● **Work required**
Find the line holding "let key = DecodingKey::from_jwk(jwk)" in the entries below. Give it again exactly, along with every line after it up to and including the line holding "fn is_symmetric(alg: Algorithm)".

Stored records
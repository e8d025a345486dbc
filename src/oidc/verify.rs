//! Signature and claim checks for ID tokens.

// crates.io
use jsonwebtoken::{
	Algorithm, DecodingKey, Header, Validation,
	errors::{Error as JwtError, ErrorKind as JwtErrorKind},
	jwk::{Jwk, JwkSet, PublicKeyUse},
};
// self
use crate::{_prelude::*, error::ProtocolError, oidc::IdTokenClaims};

/// Per-token expectations derived from the client config and the login flow.
#[derive(Clone, Copy, Debug)]
pub(crate) struct ClaimChecks<'a> {
	pub(crate) issuer: &'a str,
	/// `None` disables the audience check.
	pub(crate) client_id: Option<&'a str>,
	pub(crate) expected_nonce: &'a str,
	pub(crate) leeway: StdDuration,
}

/// Parses the JOSE header and rejects algorithms outside `allowed` and every `HS*` variant.
pub(crate) fn parse_header(raw: &str, allowed: &[Algorithm]) -> Result<Header, ProtocolError> {
	let header = jsonwebtoken::decode_header(raw)
		.map_err(|e| ProtocolError::MalformedIdToken { reason: e.to_string() })?;

	if is_symmetric(header.alg) || !allowed.contains(&header.alg) {
		return Err(ProtocolError::UnsupportedAlgorithm { algorithm: format!("{:?}", header.alg) });
	}

	Ok(header)
}

/// Picks the verification key for `kid`.
///
/// Tokens without a `kid` are accepted only when the set holds exactly one signing key.
pub(crate) fn select_key<'a>(keys: &'a JwkSet, kid: Option<&str>) -> Result<&'a Jwk, ProtocolError> {
	let unknown = || ProtocolError::UnknownSigningKey { kid: kid.map(str::to_owned) };

	match kid {
		Some(kid) => keys.find(kid).filter(|jwk| is_signing_key(jwk)).ok_or_else(unknown),
		None => {
			let mut signing = keys.keys.iter().filter(|jwk| is_signing_key(jwk));

			match (signing.next(), signing.next()) {
				(Some(jwk), None) => Ok(jwk),
				_ => Err(unknown()),
			}
		},
	}
}

/// Verifies the signature with `jwk` and checks `iss`, `aud`, `exp`, `nbf`, and `nonce`.
pub(crate) fn verify_claims(
	raw: &str,
	header: &Header,
	jwk: &Jwk,
	checks: ClaimChecks<'_>,
) -> Result<IdTokenClaims, ProtocolError> {
	let key = DecodingKey::from_jwk(jwk)
		.map_err(|_| ProtocolError::UnknownSigningKey { kid: header.kid.clone() })?;
	let mut validation = Validation::new(header.alg);

	validation.leeway = checks.leeway.as_secs();
	validation.validate_nbf = true;
	validation.set_issuer(&[checks.issuer]);
	validation.set_required_spec_claims(&["exp", "iss", "sub", "aud"]);

	match checks.client_id {
		Some(client_id) => validation.set_audience(&[client_id]),
		None => validation.validate_aud = false,
	}

	let claims = jsonwebtoken::decode::<IdTokenClaims>(raw, &key, &validation)
		.map_err(|e| map_jwt_error(header, e))?
		.claims;

	match claims.nonce.as_deref() {
		None => Err(ProtocolError::MissingClaim { claim: "nonce".into() }),
		Some(nonce) if nonce != checks.expected_nonce => Err(ProtocolError::NonceMismatch),
		Some(_) => Ok(claims),
	}
}

fn map_jwt_error(header: &Header, err: JwtError) -> ProtocolError {
	match err.kind() {
		JwtErrorKind::InvalidSignature => ProtocolError::InvalidSignature,
		JwtErrorKind::InvalidIssuer => ProtocolError::IssuerMismatch,
		JwtErrorKind::InvalidAudience => ProtocolError::AudienceMismatch,
		JwtErrorKind::ExpiredSignature => ProtocolError::Expired,
		JwtErrorKind::ImmatureSignature => ProtocolError::NotYetValid,
		JwtErrorKind::MissingRequiredClaim(claim) =>
			ProtocolError::MissingClaim { claim: claim.clone() },
		JwtErrorKind::InvalidAlgorithm =>
			ProtocolError::UnsupportedAlgorithm { algorithm: format!("{:?}", header.alg) },
		JwtErrorKind::InvalidRsaKey(_) | JwtErrorKind::InvalidKeyFormat =>
			ProtocolError::UnknownSigningKey { kid: header.kid.clone() },
		_ => ProtocolError::MalformedIdToken { reason: err.to_string() },
	}
}

fn is_symmetric(alg: Algorithm) -> bool {
	matches!(alg, Algorithm::HS256 | Algorithm::HS384 | Algorithm::HS512)
}

fn is_signing_key(jwk: &Jwk) -> bool {
	!matches!(jwk.common.public_key_use, Some(PublicKeyUse::Encryption))
}

#[cfg(test)]
mod tests {
	// crates.io
	use jsonwebtoken::{EncodingKey, encode};
	use serde_json::json;
	// self
	use super::*;

	const KEY_1_PEM: &str = include_str!("../../tests/support/rsa_key_1.pem");
	const KEY_1_JWK: &str = include_str!("../../tests/support/rsa_key_1.jwk.json");
	const KEY_2_JWK: &str = include_str!("../../tests/support/rsa_key_2.jwk.json");
	const ISSUER: &str = "https://accounts.google.com";

	fn jwks(jwks: &[&str]) -> JwkSet {
		let keys = jwks
			.iter()
			.map(|raw| serde_json::from_str(raw).expect("JWK fixture should parse."))
			.collect();

		JwkSet { keys }
	}

	fn sign(claims: serde_json::Value, kid: Option<&str>) -> String {
		let mut header = Header::new(Algorithm::RS256);

		header.kid = kid.map(str::to_owned);

		let key = EncodingKey::from_rsa_pem(KEY_1_PEM.as_bytes()).expect("PEM should load.");

		encode(&header, &claims, &key).expect("Token should sign.")
	}

	fn claims() -> serde_json::Value {
		let now = OffsetDateTime::now_utc().unix_timestamp();

		json!({
			"iss": ISSUER,
			"sub": "user-1",
			"aud": "client-1",
			"exp": now + 300,
			"iat": now,
			"nonce": "nonce-1",
			"email": "user@example.com",
		})
	}

	fn checks() -> ClaimChecks<'static> {
		ClaimChecks {
			issuer: ISSUER,
			client_id: Some("client-1"),
			expected_nonce: "nonce-1",
			leeway: StdDuration::from_secs(0),
		}
	}

	fn verify(raw: &str, checks: ClaimChecks<'_>) -> Result<IdTokenClaims, ProtocolError> {
		let header = parse_header(raw, &[Algorithm::RS256])?;
		let keys = jwks(&[KEY_1_JWK, KEY_2_JWK]);
		let jwk = select_key(&keys, header.kid.as_deref())?;

		verify_claims(raw, &header, jwk, checks)
	}

	#[test]
	fn accepts_valid_token() {
		let claims = verify(&sign(claims(), Some("key-1")), checks()).expect("Token should verify.");

		assert_eq!(claims.sub, "user-1");
		assert_eq!(claims.email(), Some("user@example.com"));
	}

	#[test]
	fn rejects_nonce_mismatch_even_with_valid_signature() {
		let mut body = claims();

		body["nonce"] = json!("replayed");

		assert!(matches!(
			verify(&sign(body, Some("key-1")), checks()),
			Err(ProtocolError::NonceMismatch)
		));

		let mut body = claims();

		body.as_object_mut().expect("Claims are an object.").remove("nonce");

		assert!(matches!(
			verify(&sign(body, Some("key-1")), checks()),
			Err(ProtocolError::MissingClaim { ref claim }) if claim == "nonce"
		));
	}

	#[test]
	fn rejects_standard_claim_failures() {
		let mut body = claims();

		body["iss"] = json!("https://evil.example");

		assert!(matches!(
			verify(&sign(body, Some("key-1")), checks()),
			Err(ProtocolError::IssuerMismatch)
		));

		let mut body = claims();

		body["aud"] = json!(["someone-else"]);

		assert!(matches!(
			verify(&sign(body.clone(), Some("key-1")), checks()),
			Err(ProtocolError::AudienceMismatch)
		));
		verify(&sign(body, Some("key-1")), ClaimChecks { client_id: None, ..checks() })
			.expect("Audience check can be skipped.");

		let mut body = claims();

		body["exp"] = json!(OffsetDateTime::now_utc().unix_timestamp() - 600);

		assert!(matches!(
			verify(&sign(body, Some("key-1")), checks()),
			Err(ProtocolError::Expired)
		));
	}

	#[test]
	fn rejects_wrong_key_and_unknown_kid() {
		// Signed by key 1 but labelled as key 2.
		assert!(matches!(
			verify(&sign(claims(), Some("key-2")), checks()),
			Err(ProtocolError::InvalidSignature)
		));
		assert!(matches!(
			verify(&sign(claims(), Some("key-9")), checks()),
			Err(ProtocolError::UnknownSigningKey { kid: Some(_) })
		));
		// Two candidate keys and no kid.
		assert!(matches!(
			verify(&sign(claims(), None), checks()),
			Err(ProtocolError::UnknownSigningKey { kid: None })
		));
	}

	#[test]
	fn rejects_disallowed_and_symmetric_algorithms() {
		let hs = encode(
			&Header::new(Algorithm::HS256),
			&claims(),
			&EncodingKey::from_secret(b"shared"),
		)
		.expect("Token should sign.");

		assert!(matches!(
			parse_header(&hs, &[Algorithm::RS256, Algorithm::HS256]),
			Err(ProtocolError::UnsupportedAlgorithm { .. })
		));

		let rs = sign(claims(), Some("key-1"));

		assert!(matches!(
			parse_header(&rs, &[Algorithm::ES256]),
			Err(ProtocolError::UnsupportedAlgorithm { .. })
		));
		assert!(matches!(
			parse_header("not-a-jwt", &[Algorithm::RS256]),
			Err(ProtocolError::MalformedIdToken { .. })
		));
	}
}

● **Exercise output**
	let key = DecodingKey::from_jwk(jwk)
		.map_err(|_| ProtocolError::UnknownSigningKey { kid: header.kid.clone() })?;
	let mut validation = Validation::new(header.alg);

	validation.leeway = checks.leeway.as_secs();
	validation.validate_nbf = true;
	validation.set_issuer(&[checks.issuer]);
	validation.set_required_spec_claims(&["exp", "iss", "sub", "aud"]);

	match checks.client_id {
		Some(client_id) => validation.set_audience(&[client_id]),
		None => validation.validate_aud = false,
	}

	let claims = jsonwebtoken::decode::<IdTokenClaims>(raw, &key, &validation)
		.map_err(|e| map_jwt_error(header, e))?
		.claims;

	match claims.nonce.as_deref() {
		None => Err(ProtocolError::MissingClaim { claim: "nonce".into() }),
		Some(nonce) if nonce != checks.expected_nonce => Err(ProtocolError::NonceMismatch),
		Some(_) => Ok(claims),
	}
}

fn map_jwt_error(header: &Header, err: JwtError) -> ProtocolError {
	match err.kind() {
		JwtErrorKind::InvalidSignature => ProtocolError::InvalidSignature,
		JwtErrorKind::InvalidIssuer => ProtocolError::IssuerMismatch,
		JwtErrorKind::InvalidAudience => ProtocolError::AudienceMismatch,
		JwtErrorKind::ExpiredSignature => ProtocolError::Expired,
		JwtErrorKind::ImmatureSignature => ProtocolError::NotYetValid,
		JwtErrorKind::MissingRequiredClaim(claim) =>
			ProtocolError::MissingClaim { claim: claim.clone() },
		JwtErrorKind::InvalidAlgorithm =>
			ProtocolError::UnsupportedAlgorithm { algorithm: format!("{:?}", header.alg) },
		JwtErrorKind::InvalidRsaKey(_) | JwtErrorKind::InvalidKeyFormat =>
			ProtocolError::UnknownSigningKey { kid: header.kid.clone() },
		_ => ProtocolError::MalformedIdToken { reason: err.to_string() },
	}
}

fn is_symmetric(alg: Algorithm) -> bool {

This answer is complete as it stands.